▶ **Saved data entries**

○ ○ ○ ○

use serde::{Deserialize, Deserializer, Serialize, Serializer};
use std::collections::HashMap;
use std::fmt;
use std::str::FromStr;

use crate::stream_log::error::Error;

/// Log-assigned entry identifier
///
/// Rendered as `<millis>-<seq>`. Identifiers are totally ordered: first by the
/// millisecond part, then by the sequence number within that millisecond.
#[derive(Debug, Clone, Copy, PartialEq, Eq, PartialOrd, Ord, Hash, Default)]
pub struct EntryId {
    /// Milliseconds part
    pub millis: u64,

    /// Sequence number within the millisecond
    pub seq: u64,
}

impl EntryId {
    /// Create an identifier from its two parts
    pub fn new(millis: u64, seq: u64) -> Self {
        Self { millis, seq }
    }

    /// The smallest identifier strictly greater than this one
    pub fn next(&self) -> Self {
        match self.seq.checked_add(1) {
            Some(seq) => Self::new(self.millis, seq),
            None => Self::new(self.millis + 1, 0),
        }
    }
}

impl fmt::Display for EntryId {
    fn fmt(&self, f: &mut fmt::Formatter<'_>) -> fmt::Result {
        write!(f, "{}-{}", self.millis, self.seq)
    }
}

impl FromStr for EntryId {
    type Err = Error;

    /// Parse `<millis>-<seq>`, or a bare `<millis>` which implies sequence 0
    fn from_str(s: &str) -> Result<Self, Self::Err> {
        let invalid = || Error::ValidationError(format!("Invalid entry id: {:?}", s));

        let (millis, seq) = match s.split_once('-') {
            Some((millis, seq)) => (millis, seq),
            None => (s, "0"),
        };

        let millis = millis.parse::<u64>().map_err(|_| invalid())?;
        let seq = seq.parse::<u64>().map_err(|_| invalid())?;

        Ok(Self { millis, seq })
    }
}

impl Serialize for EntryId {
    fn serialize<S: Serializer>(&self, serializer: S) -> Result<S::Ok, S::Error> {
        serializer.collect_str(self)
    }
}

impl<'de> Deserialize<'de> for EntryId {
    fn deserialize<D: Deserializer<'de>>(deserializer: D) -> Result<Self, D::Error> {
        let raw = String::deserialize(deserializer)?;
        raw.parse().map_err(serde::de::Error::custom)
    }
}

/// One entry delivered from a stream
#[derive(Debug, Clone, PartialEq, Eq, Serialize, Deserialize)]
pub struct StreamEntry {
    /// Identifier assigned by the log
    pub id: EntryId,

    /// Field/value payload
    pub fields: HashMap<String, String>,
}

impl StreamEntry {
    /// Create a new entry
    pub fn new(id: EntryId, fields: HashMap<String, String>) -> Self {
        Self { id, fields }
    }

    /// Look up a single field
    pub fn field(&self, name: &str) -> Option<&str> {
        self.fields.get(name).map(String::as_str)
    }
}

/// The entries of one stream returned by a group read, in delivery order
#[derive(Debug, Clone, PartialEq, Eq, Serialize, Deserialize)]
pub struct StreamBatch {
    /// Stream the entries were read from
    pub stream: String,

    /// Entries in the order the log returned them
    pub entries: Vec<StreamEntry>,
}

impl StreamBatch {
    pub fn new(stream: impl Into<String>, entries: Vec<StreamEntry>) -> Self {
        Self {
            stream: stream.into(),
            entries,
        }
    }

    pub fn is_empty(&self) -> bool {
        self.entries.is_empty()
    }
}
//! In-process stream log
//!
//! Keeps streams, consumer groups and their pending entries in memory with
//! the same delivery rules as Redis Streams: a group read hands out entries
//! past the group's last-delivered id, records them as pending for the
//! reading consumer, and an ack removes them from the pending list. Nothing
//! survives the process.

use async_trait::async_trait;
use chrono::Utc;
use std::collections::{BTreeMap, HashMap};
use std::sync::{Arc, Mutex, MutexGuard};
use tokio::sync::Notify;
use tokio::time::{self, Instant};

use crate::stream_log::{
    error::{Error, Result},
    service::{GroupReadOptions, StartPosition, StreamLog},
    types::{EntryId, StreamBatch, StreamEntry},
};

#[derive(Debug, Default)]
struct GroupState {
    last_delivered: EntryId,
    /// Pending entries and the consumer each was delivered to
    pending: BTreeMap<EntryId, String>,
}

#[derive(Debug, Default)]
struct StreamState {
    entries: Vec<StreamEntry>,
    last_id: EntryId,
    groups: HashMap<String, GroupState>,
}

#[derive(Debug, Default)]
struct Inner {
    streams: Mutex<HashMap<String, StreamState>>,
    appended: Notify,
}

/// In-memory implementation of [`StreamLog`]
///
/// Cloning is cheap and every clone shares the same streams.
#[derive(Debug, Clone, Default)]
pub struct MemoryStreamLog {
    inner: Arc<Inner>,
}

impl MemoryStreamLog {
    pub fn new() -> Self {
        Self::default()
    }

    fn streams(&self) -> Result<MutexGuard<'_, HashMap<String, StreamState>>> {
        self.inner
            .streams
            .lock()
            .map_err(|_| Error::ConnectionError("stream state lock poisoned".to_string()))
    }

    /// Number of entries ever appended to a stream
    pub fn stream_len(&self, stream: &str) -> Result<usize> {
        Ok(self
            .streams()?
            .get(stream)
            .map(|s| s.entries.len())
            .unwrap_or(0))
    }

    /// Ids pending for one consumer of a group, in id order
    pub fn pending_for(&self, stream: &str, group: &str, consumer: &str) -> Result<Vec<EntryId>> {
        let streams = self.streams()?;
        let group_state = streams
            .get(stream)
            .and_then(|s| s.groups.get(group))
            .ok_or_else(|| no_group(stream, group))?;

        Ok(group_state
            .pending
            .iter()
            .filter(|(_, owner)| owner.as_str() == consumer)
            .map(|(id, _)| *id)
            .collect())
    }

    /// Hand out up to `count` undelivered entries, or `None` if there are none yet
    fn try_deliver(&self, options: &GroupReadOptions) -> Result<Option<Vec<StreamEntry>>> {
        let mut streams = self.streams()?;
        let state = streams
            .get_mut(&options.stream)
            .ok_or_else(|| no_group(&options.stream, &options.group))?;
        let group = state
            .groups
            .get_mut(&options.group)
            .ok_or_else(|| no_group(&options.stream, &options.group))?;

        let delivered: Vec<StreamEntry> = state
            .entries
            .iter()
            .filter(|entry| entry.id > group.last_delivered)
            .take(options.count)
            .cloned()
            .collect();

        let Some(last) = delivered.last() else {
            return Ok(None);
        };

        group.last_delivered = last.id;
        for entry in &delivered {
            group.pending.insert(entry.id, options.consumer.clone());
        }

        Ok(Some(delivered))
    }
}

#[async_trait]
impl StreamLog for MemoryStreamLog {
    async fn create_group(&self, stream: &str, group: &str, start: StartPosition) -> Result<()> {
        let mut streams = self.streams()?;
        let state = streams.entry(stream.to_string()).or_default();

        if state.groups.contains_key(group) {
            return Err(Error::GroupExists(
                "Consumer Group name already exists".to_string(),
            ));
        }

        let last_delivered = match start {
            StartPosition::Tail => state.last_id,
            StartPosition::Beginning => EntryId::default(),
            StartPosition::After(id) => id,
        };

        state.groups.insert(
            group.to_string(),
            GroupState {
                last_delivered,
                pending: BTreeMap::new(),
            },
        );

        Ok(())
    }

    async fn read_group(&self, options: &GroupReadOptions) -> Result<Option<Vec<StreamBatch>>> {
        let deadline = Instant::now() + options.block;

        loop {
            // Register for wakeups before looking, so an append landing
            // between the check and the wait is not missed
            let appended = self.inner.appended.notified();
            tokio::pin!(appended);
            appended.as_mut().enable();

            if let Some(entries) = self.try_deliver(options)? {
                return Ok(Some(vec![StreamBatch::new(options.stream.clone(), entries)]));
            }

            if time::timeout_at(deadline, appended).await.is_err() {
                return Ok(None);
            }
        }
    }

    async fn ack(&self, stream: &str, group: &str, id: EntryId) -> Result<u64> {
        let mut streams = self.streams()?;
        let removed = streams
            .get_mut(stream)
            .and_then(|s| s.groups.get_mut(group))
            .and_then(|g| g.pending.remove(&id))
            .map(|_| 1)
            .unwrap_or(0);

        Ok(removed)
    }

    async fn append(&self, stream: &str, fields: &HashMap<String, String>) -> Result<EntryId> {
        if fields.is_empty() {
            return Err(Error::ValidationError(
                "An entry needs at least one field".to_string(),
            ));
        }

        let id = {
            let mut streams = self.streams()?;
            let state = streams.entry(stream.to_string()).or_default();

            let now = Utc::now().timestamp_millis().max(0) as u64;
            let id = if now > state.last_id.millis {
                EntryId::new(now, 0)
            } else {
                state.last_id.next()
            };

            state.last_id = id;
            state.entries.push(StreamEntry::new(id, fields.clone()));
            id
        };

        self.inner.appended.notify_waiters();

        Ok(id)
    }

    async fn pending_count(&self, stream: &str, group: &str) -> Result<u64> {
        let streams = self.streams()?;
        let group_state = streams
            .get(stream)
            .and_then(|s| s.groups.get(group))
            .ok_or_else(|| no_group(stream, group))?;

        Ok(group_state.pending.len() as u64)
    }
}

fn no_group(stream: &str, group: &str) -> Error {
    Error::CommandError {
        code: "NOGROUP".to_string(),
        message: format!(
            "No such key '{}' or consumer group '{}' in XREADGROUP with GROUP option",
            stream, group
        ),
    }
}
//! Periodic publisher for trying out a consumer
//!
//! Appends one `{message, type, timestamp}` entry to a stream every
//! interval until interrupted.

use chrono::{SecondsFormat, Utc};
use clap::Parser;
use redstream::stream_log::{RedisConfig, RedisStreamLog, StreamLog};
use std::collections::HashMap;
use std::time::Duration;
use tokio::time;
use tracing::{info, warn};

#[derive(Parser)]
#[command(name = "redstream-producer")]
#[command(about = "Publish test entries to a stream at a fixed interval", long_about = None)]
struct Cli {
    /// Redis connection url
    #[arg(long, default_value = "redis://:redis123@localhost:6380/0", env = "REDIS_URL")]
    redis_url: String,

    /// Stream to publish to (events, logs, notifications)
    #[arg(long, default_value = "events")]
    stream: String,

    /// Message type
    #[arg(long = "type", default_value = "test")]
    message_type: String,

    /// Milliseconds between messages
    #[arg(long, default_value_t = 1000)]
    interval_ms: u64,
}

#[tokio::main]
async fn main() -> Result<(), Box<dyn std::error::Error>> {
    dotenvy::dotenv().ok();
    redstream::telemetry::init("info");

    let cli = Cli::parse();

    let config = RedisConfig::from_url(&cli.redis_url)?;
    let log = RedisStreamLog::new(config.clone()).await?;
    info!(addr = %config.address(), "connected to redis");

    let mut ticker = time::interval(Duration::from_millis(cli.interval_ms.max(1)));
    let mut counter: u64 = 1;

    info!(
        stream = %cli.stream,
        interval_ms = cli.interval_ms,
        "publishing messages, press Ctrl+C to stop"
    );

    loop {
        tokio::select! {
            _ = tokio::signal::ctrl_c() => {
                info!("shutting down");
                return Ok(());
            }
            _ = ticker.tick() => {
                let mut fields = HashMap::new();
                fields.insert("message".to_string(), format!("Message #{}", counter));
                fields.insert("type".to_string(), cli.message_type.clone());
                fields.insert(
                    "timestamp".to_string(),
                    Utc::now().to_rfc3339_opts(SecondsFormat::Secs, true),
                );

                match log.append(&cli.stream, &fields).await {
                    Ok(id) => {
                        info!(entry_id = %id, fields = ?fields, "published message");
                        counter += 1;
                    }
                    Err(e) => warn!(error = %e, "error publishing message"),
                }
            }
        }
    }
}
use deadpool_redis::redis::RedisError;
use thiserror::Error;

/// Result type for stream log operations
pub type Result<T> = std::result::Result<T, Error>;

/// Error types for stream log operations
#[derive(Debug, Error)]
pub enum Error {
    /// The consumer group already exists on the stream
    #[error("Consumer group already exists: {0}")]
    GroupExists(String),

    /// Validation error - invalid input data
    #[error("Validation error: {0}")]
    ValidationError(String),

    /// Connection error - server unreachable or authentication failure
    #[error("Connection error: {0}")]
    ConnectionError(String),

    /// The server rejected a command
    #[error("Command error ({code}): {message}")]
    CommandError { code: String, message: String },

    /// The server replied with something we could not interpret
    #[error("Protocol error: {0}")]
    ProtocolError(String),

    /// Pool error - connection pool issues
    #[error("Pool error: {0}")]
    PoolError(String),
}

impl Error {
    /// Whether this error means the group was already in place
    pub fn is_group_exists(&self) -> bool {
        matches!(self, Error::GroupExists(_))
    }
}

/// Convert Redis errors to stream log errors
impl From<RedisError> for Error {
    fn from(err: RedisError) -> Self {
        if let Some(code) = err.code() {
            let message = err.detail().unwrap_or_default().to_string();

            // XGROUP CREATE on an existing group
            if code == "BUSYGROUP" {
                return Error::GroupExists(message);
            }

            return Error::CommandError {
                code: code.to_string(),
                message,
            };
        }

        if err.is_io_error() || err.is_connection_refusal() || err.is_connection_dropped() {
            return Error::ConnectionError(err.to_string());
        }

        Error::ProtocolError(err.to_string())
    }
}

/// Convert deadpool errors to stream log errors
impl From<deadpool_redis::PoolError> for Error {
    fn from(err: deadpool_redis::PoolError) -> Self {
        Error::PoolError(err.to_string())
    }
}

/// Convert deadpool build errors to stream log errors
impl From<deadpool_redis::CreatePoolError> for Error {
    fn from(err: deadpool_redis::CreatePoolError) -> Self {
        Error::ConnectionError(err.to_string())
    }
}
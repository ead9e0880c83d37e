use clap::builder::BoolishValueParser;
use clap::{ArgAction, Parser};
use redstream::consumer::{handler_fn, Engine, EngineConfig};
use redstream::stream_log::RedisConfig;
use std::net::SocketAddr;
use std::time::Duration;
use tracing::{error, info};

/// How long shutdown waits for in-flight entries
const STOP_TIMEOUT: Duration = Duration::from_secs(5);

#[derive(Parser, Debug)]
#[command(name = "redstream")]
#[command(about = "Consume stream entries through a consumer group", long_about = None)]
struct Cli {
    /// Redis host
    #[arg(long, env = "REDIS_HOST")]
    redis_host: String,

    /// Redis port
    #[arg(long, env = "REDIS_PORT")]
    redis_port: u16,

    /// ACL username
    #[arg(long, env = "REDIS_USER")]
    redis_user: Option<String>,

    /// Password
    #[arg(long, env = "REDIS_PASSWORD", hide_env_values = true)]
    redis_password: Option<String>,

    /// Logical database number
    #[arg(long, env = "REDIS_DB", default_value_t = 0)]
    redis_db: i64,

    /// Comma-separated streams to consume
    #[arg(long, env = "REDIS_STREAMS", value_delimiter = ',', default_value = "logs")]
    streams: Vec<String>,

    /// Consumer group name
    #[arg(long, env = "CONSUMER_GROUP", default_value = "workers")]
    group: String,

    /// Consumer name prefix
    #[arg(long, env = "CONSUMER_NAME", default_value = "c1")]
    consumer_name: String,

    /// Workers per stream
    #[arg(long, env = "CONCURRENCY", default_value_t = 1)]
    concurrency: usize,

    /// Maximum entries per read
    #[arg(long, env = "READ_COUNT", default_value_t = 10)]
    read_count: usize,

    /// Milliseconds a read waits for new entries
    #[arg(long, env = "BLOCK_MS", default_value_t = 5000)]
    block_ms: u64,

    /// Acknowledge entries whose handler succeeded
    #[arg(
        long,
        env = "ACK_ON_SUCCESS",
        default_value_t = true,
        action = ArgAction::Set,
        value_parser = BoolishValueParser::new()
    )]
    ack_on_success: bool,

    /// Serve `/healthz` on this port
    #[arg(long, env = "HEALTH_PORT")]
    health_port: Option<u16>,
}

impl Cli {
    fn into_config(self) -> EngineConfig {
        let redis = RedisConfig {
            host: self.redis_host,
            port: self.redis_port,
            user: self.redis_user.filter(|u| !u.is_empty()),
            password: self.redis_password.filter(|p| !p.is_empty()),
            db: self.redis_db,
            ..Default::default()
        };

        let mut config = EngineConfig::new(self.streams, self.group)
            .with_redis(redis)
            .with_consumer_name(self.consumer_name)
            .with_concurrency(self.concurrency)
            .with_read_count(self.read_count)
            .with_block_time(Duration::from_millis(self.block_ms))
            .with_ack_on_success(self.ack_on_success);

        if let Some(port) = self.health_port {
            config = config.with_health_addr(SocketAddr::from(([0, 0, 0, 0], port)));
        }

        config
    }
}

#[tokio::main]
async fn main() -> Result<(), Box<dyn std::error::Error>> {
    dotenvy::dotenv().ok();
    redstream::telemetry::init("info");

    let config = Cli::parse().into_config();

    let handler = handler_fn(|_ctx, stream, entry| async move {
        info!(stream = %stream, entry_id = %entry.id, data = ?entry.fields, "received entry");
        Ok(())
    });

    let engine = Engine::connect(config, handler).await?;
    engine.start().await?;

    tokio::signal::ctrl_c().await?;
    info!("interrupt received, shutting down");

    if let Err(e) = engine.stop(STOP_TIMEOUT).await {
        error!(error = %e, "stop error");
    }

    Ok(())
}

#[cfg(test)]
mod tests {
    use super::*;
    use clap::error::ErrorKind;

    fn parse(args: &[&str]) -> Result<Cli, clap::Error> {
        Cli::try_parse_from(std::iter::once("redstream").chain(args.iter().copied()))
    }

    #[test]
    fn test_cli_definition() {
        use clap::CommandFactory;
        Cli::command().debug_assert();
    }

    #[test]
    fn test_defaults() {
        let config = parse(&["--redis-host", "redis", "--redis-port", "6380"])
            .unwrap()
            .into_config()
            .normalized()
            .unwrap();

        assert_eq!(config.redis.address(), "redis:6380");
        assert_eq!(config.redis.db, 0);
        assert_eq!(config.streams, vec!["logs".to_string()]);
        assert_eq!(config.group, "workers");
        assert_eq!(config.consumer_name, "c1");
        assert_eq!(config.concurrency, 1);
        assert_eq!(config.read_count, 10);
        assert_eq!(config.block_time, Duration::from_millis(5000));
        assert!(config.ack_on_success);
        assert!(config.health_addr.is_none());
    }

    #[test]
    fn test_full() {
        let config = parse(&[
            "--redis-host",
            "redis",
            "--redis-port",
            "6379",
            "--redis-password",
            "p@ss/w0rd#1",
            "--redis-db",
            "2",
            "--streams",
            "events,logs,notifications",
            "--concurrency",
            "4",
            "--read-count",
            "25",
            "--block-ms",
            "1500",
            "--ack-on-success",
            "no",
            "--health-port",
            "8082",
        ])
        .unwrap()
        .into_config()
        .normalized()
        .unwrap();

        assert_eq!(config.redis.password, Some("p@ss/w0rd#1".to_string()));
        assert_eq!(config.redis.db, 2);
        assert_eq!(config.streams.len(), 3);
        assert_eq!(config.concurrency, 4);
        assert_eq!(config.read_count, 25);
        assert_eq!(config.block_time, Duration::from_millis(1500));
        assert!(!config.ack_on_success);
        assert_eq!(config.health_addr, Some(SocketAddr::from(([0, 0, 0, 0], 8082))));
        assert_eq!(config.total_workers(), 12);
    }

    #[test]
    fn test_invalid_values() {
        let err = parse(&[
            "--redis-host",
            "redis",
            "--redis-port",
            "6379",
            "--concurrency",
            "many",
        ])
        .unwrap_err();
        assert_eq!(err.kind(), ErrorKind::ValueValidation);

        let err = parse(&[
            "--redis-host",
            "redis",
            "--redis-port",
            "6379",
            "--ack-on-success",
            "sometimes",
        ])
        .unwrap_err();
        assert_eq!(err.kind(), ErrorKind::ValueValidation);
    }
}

○ ○ ○ ○

▶ **TRY IT**
From the data, collect all lines where the string "Instant" appears.

▶ **REPLY**
use tokio::time::{self, Instant};
        let deadline = Instant::now() + options.block;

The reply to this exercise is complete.